Principal Engineer – On-Device AI Inference & Systems

Compensation: $278,100 – $347,600 USD base salary
Additional Compensation: Equity and participation in company incentive plans (where applicable)

The Opportunity

We are building the next generation of AI-driven game experiences by running generative models directly on players' devices—including phones, tablets, laptops, and desktops.

Our games run inside a modern browser-native runtime built on technologies such as WebGPU and WebNN, meaning the models powering these experiences must be deployed and accelerated entirely within that environment.

As Principal Engineer – On-Device AI Inference & Systems, you will be the technical authority responsible for taking state-of-the-art multimodal models—including transformers and diffusion networks—and making them fast, efficient, and reliable within a production game engine.

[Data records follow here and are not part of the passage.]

//! The conversion contract shared by every automaton rewrite.
//!
//! A conversion establishes one structural property (no epsilon
//! transitions, a single initial state, only reachable states, …) while
//! preserving the recognized language. Every conversion answers three
//! questions: does the property already hold ([`Conversion::is_redundant`]),
//! what is the type-correct copy when it does ([`Conversion::identity`]),
//! and how is the automaton rewritten when it does not
//! ([`Conversion::convert`]).
//!
//! [`Conversion::apply`] is the only entry point callers should use: it
//! dispatches between the two paths, which makes every conversion idempotent
//! in its semantics and guarantees a fresh output value on every call — the
//! input automaton is never mutated and never returned.

/// An equivalence-preserving structural rewrite of an automaton.
pub trait Conversion {
    /// Input automaton type.
    type Input;
    /// Output automaton type (may differ from the input in its state or
    /// symbol types, or be a `Result` when the conversion has
    /// preconditions).
    type Output;

    /// Whether the structural property this conversion establishes already
    /// holds for `input`.
    fn is_redundant(&self, input: &Self::Input) -> bool;

    /// Produce a fresh, type-correct copy of `input` without rewriting it.
    ///
    /// Called by [`Conversion::apply`] when [`Conversion::is_redundant`]
    /// holds. The result is a new value, never the input itself.
    fn identity(&self, input: &Self::Input) -> Self::Output;

    /// Perform the rewrite. Callers should prefer [`Conversion::apply`].
    fn convert(&self, input: &Self::Input) -> Self::Output;

    /// Apply the conversion: dispatch to [`Conversion::identity`] when the
    /// property already holds, else to [`Conversion::convert`].
    fn apply(&self, input: &Self::Input) -> Self::Output {
        if self.is_redundant(input) {
            self.identity(input)
        } else {
            self.convert(input)
        }
    }
}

This is a deeply hands-on, high-impact engineering leadership role. You will own the inference and integration stack end-to-end—from research checkpoint through optimization, kernel tuning, and production deployment at interactive frame rates within strict memory and power budgets.

You will establish engineering standards, define runtime architecture, mentor senior engineers, and directly shape the latency, quality, memory footprint, and battery efficiency of AI-powered gameplay experienced by millions of players worldwide.

If you're passionate about bridging cutting-edge research and shipping production AI systems—and enjoy profilers, frame captures, operator fusion, and squeezing every millisecond of performance—this role is for you.

What You'll Be Doing

Inference & On-Device Optimization

  • Own the complete optimization pipeline, including:

    • Model export

    • Graph transformation

    • Operator fusion

    • Memory layout planning

    • Hardware-specific kernel tuning across NPUs, mobile GPUs, and desktop GPUs

  • Make technical decisions regarding:

    • INT4, INT8, and FP16 quantization

    • Weight sharing

    • Structured and unstructured pruning

    • Knowledge distillation

  • Validate all optimizations against latency, memory, power, and quality requirements

  • Drive low-level GPU optimization by:

    • Writing and tuning WebGPU compute shaders (WGSL)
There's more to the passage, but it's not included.